Thursday, July 29, 2010
Tips for Family Violence
Violence in relationships are a common scenario and sky rocketing in this tough economy. I teach and train women in the community on violence and how to name abuse and how to get help. Men as well as women are abused, but we know more women go seek help. There are many forms of violence. Let me name a few:
Violence toward Property or Pets
Many of us do not realize that abuse is not ONLY physical. Researchers state that men and women that are in abusive relationships say that they would rather have the physical abuse occur because physical abuse heals. The wounds from verbal, psychological, or emotional can stay with us for years to come. One must seek counsel in some form or another to heal the trauma.
I teach the women that I train on violence, there is hope to end this cycle of abuse. In order for the cycle to continue, there are two main fuels to keep it going.

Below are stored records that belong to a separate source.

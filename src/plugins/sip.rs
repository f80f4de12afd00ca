//! SIP plugin (`janus.plugin.sip`): registration and call signaling against
//! a SIP server, with media negotiated out of band via JSEP blobs.
//!
//! Unlike the room plugins, SIP events are tagged explicitly: the payload is
//! `{sip: "event", result: {event: "<kind>", ...}}`.

use crate::error::Result;
use crate::plugins::{optional_str, require_i64, require_str, Jsep, PluginEvent};
use crate::protocol::janus_handle::{HandleListener, JanusHandle, ListenerId};
use serde::Serialize;
use serde_json::{json, Value};
use std::sync::Arc;

// ---------------------------------------------------------------------------
// Typed events

/// Registration with the SIP server succeeded.
#[derive(Debug, Clone, PartialEq)]
pub struct RegisteredEvent {
    pub username: String,
    pub master_id: Option<u64>,
}

#[derive(Debug, Clone, PartialEq)]
pub struct RegistrationFailedEvent {
    pub code: i64,
    pub reason: String,
}

/// An incoming call; the caller's JSEP offer rides along when present.
#[derive(Debug, Clone, PartialEq)]
pub struct IncomingCallEvent {
    pub username: String,
    pub call_id: String,
    pub display_name: Option<String>,
    pub callee: String,
    pub jsep: Option<Jsep>,
}

#[derive(Debug, Clone, PartialEq)]
pub struct MissedCallEvent {
    pub caller: String,
    pub display_name: Option<String>,
    pub callee: String,
}

#[derive(Debug, Clone, PartialEq)]
pub struct HangupEvent {
    pub code: i64,
    pub reason: String,
    pub call_id: Option<String>,
}

/// A SIP MESSAGE addressed to the registered identity.
#[derive(Debug, Clone, PartialEq)]
pub struct MessageEvent {
    pub sender: String,
    pub content_type: Option<String>,
    pub content: String,
}

/// A NOTIFY for a subscription.
#[derive(Debug, Clone, PartialEq)]
pub struct NotifyEvent {
    pub notify: Option<String>,
    pub substate: Option<String>,
    pub content_type: Option<String>,
    pub content: Option<String>,
}

#[derive(Debug, Clone, PartialEq)]
pub enum SipEvent {
    Registered(RegisteredEvent),
    RegistrationFailed(RegistrationFailedEvent),
    IncomingCall(IncomingCallEvent),
    MissedCall(MissedCallEvent),
    Hangup(HangupEvent),
    Message(MessageEvent),
    Notify(NotifyEvent),
}

/// Decode one `plugindata.data` payload, keyed by `result.event`.
///
/// `jsep` is the envelope-level blob, threaded into the events that carry
/// one. `Ok(None)` for result kinds this client does not type (e.g.
/// `calling`, `proceeding`), which reach listeners raw.
pub fn decode_event(data: &Value, jsep: Option<&Jsep>) -> Result<Option<SipEvent>> {
    let result = &data["result"];
    if result.is_null() {
        return Ok(None);
    }

    match result["event"].as_str() {
        Some("registered") => Ok(Some(SipEvent::Registered(RegisteredEvent {
            username: require_str(result, "username")?,
            master_id: result["master_id"].as_u64(),
        }))),
        Some("registration_failed") => Ok(Some(SipEvent::RegistrationFailed(
            RegistrationFailedEvent {
                code: require_i64(result, "code")?,
                reason: optional_str(result, "reason").unwrap_or_default(),
            },
        ))),
        Some("incomingcall") => Ok(Some(SipEvent::IncomingCall(IncomingCallEvent {
            username: require_str(result, "username")?,
            call_id: require_str(result, "call_id")?,
            display_name: optional_str(result, "displayname"),
            callee: require_str(result, "callee")?,
            jsep: jsep.cloned(),
        }))),
        Some("missed_call") => Ok(Some(SipEvent::MissedCall(MissedCallEvent {
            caller: require_str(result, "caller")?,
            display_name: optional_str(result, "displayname"),
            callee: require_str(result, "callee")?,
        }))),
        Some("hangup") => Ok(Some(SipEvent::Hangup(HangupEvent {
            code: require_i64(result, "code")?,
            reason: optional_str(result, "reason").unwrap_or_default(),
            call_id: optional_str(result, "call_id").or_else(|| optional_str(data, "call_id")),
        }))),
        Some("message") => Ok(Some(SipEvent::Message(MessageEvent {
            sender: require_str(result, "sender")?,
            content_type: optional_str(result, "content_type"),
            content: require_str(result, "content")?,
        }))),
        Some("notify") => Ok(Some(SipEvent::Notify(NotifyEvent {
            notify: optional_str(result, "notify"),
            substate: optional_str(result, "substate"),
            content_type: optional_str(result, "content-type"),
            content: optional_str(result, "content"),
        }))),
        _ => Ok(None),
    }
}

// ---------------------------------------------------------------------------
// Listener

/// Receives SIP events for one handle.
///
/// Callbacks run on the connection's delivery task; do not block in them.
pub trait SipEventListener: Send + Sync {
    /// Every event, raw, before typed dispatch.
    fn on_event(&self, event: &PluginEvent) {
        let _ = event;
    }
    fn on_registered(&self, event: &RegisteredEvent) {
        let _ = event;
    }
    fn on_registration_failed(&self, event: &RegistrationFailedEvent) {
        let _ = event;
    }
    fn on_incoming_call(&self, event: &IncomingCallEvent) {
        let _ = event;
    }
    fn on_missed_call(&self, event: &MissedCallEvent) {
        let _ = event;
    }
    fn on_hangup(&self, event: &HangupEvent) {
        let _ = event;
    }
    fn on_message(&self, event: &MessageEvent) {
        let _ = event;
    }
    fn on_notify(&self, event: &NotifyEvent) {
        let _ = event;
    }
}

pub(crate) fn dispatch(listener: &dyn SipEventListener, event: &SipEvent) {
    match event {
        SipEvent::Registered(e) => listener.on_registered(e),
        SipEvent::RegistrationFailed(e) => listener.on_registration_failed(e),
        SipEvent::IncomingCall(e) => listener.on_incoming_call(e),
        SipEvent::MissedCall(e) => listener.on_missed_call(e),
        SipEvent::Hangup(e) => listener.on_hangup(e),
        SipEvent::Message(e) => listener.on_message(e),
        SipEvent::Notify(e) => listener.on_notify(e),
    }
}

// ---------------------------------------------------------------------------
// Requests

/// Registration parameters. `username` is the full SIP URI
/// (`sip:alice@example.org`).
#[derive(Debug, Clone, Default, Serialize)]
pub struct RegisterRequest {
    pub username: String,
    #[serde(skip_serializing_if = "Option::is_none")]
    pub secret: Option<String>,
    #[serde(skip_serializing_if = "Option::is_none")]
    pub ha1_secret: Option<String>,
    #[serde(skip_serializing_if = "Option::is_none")]
    pub authuser: Option<String>,
    #[serde(skip_serializing_if = "Option::is_none")]
    pub display_name: Option<String>,
    #[serde(skip_serializing_if = "Option::is_none")]
    pub proxy: Option<String>,
}

// ---------------------------------------------------------------------------
// Handle

/// Typed surface over a handle attached to the SIP plugin.
///
/// Every call operation is asynchronous on the gateway side: the direct
/// reply is an acknowledgement, and progress (`registered`, `incomingcall`,
/// `hangup`, ...) arrives through the registered [`SipEventListener`]s.
#[derive(Clone)]
pub struct SipHandle {
    inner: Arc<JanusHandle>,
}

impl SipHandle {
    pub(crate) fn new(inner: Arc<JanusHandle>) -> Self {
        Self { inner }
    }

    /// The underlying protocol handle.
    pub fn handle(&self) -> &Arc<JanusHandle> {
        &self.inner
    }

    pub fn add_listener(&self, listener: Arc<dyn SipEventListener>) -> ListenerId {
        self.inner.add_listener(HandleListener::Sip(listener))
    }

    pub fn remove_listener(&self, id: ListenerId) {
        self.inner.remove_listener(id);
    }

    pub async fn register(&self, request: RegisterRequest) -> Result<()> {
        let mut body = serde_json::to_value(&request)?;
        body["request"] = json!("register");
        self.inner.send_message(body).await?;
        Ok(())
    }

    pub async fn unregister(&self) -> Result<()> {
        self.inner.send_message(json!({"request": "unregister"})).await?;
        Ok(())
    }

    /// Place a call; `jsep` is the local SDP offer, carried opaquely.
    pub async fn call(&self, uri: &str, jsep: Value) -> Result<()> {
        self.inner
            .send_message_with_jsep(json!({"request": "call", "uri": uri}), jsep)
            .await?;
        Ok(())
    }

    /// Accept an incoming call; `jsep` is the local SDP answer.
    pub async fn accept(&self, jsep: Value) -> Result<()> {
        self.inner
            .send_message_with_jsep(json!({"request": "accept"}), jsep)
            .await?;
        Ok(())
    }

    /// Decline an incoming call. `code` defaults to 486 Busy Here.
    pub async fn decline(&self, code: Option<i64>) -> Result<()> {
        let mut body = json!({"request": "decline"});
        if let Some(code) = code {
            body["code"] = json!(code);
        }
        self.inner.send_message(body).await?;
        Ok(())
    }

    pub async fn hangup(&self) -> Result<()> {
        self.inner.send_message(json!({"request": "hangup"})).await?;
        Ok(())
    }

    /// Send a DTMF digit sequence over SIP INFO.
    pub async fn send_dtmf(&self, digits: &str) -> Result<()> {
        self.inner
            .send_message(json!({"request": "dtmf_info", "digit": digits}))
            .await?;
        Ok(())
    }
}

Please see the violence wheel above. You will see that in the middle, what keeps the cycle going, is power and control. At the outside of the wheel is the different forms of abuse. Inside, are the dynamics and how they play out in the relationship. For example: One of the triangles talks about isolation. Many women in abusive relationships are kept away from their loved ones. Many times women as well as men, will keep this a secret because of the shame and guilt they feel.
There are some red flags that can help you identify if you are in a abusive relationship.
•Is your partner telling you what you can and cannot wear?
•Is your partner jealous or asking where you are often?
•Are you financially equal in your relationship- Example: Do you have to ask for money, even if your the bread winner? Is your partner controlling the money?
•Are you able to voice your opinion on issues- A healthy relationship is based on equality.
•Are you getting texted, emailed, called, via phone where you feel uncomfortable?
•Are you able to work and/ or follow your bliss, or does your partner feel insecure and escalate when your doing what you enjoy?
•Is your partner telling you who you can be with and even telling you what to say to your family and friends?
•Are you able to be with people you love without scorn from your partner?
It takes only six months to see the cycle of violence occur in your relationship.
Do not ignore the signs or red flags of abuse, it could cost you your life. We give women safety plans that help keep them safe.
The Boston Bar Journal states that battered women are often severely injured.-( 22-35% of women) who visit medical emergency rooms are there for injuries related to ongoing partner abuse.
Women who leave their batterers are at a 75% greater risk of being killed by the batterer than those who stay as stated by the National Coalition against domestic violence.
Two out of three female victims of violence knew their attacker and a woman is beaten every 15 seconds according to the bureau of justice.
Articles in battered womens journals, indicate that women of all cultures,races, occupations,income levels and ages are battered.
I just facilitated a training in my community on Wednesday. I trained for one hour, gave the women a break, and by the time we came back for one more hour, I learned one of the women had been beaten when she went to pick up her things from her abuser. She did everything right. She took an advocate and staff member with her, from a nonprofit, that helps support women in abuse. She was pulled in her old apartment by her ex- boyfriend. The moment her ex- boy friend saw her, he pulled her in, locked the door and brutally beat her. The police were called and she is now unrecognizable to her friends and family.
" To have one's individuality completely ignored is like being pushed quite out of life. Like being blown out as one blows out a light." Evelyn Scott
I have trained for fifteen years in the area of violence/perpetration and hope. I would not take this heavy issue or cause on, if I did not believe there is hope. My hope is that you will befriend those that share with you their secret of abuse . Let them know every community has a crisis line and they can receive support.
Please commit your lives to nonviolence, as violence starts within each of us if we choose to let it. Please choose peace. Go out in the world and exude peace. May peace be with each of you. Know that no one deserves to be put down, hurt physically, or emotionally. Know you did not cause the abuse. One chooses to abuse and one can choose to stay or leave an abusive relationship.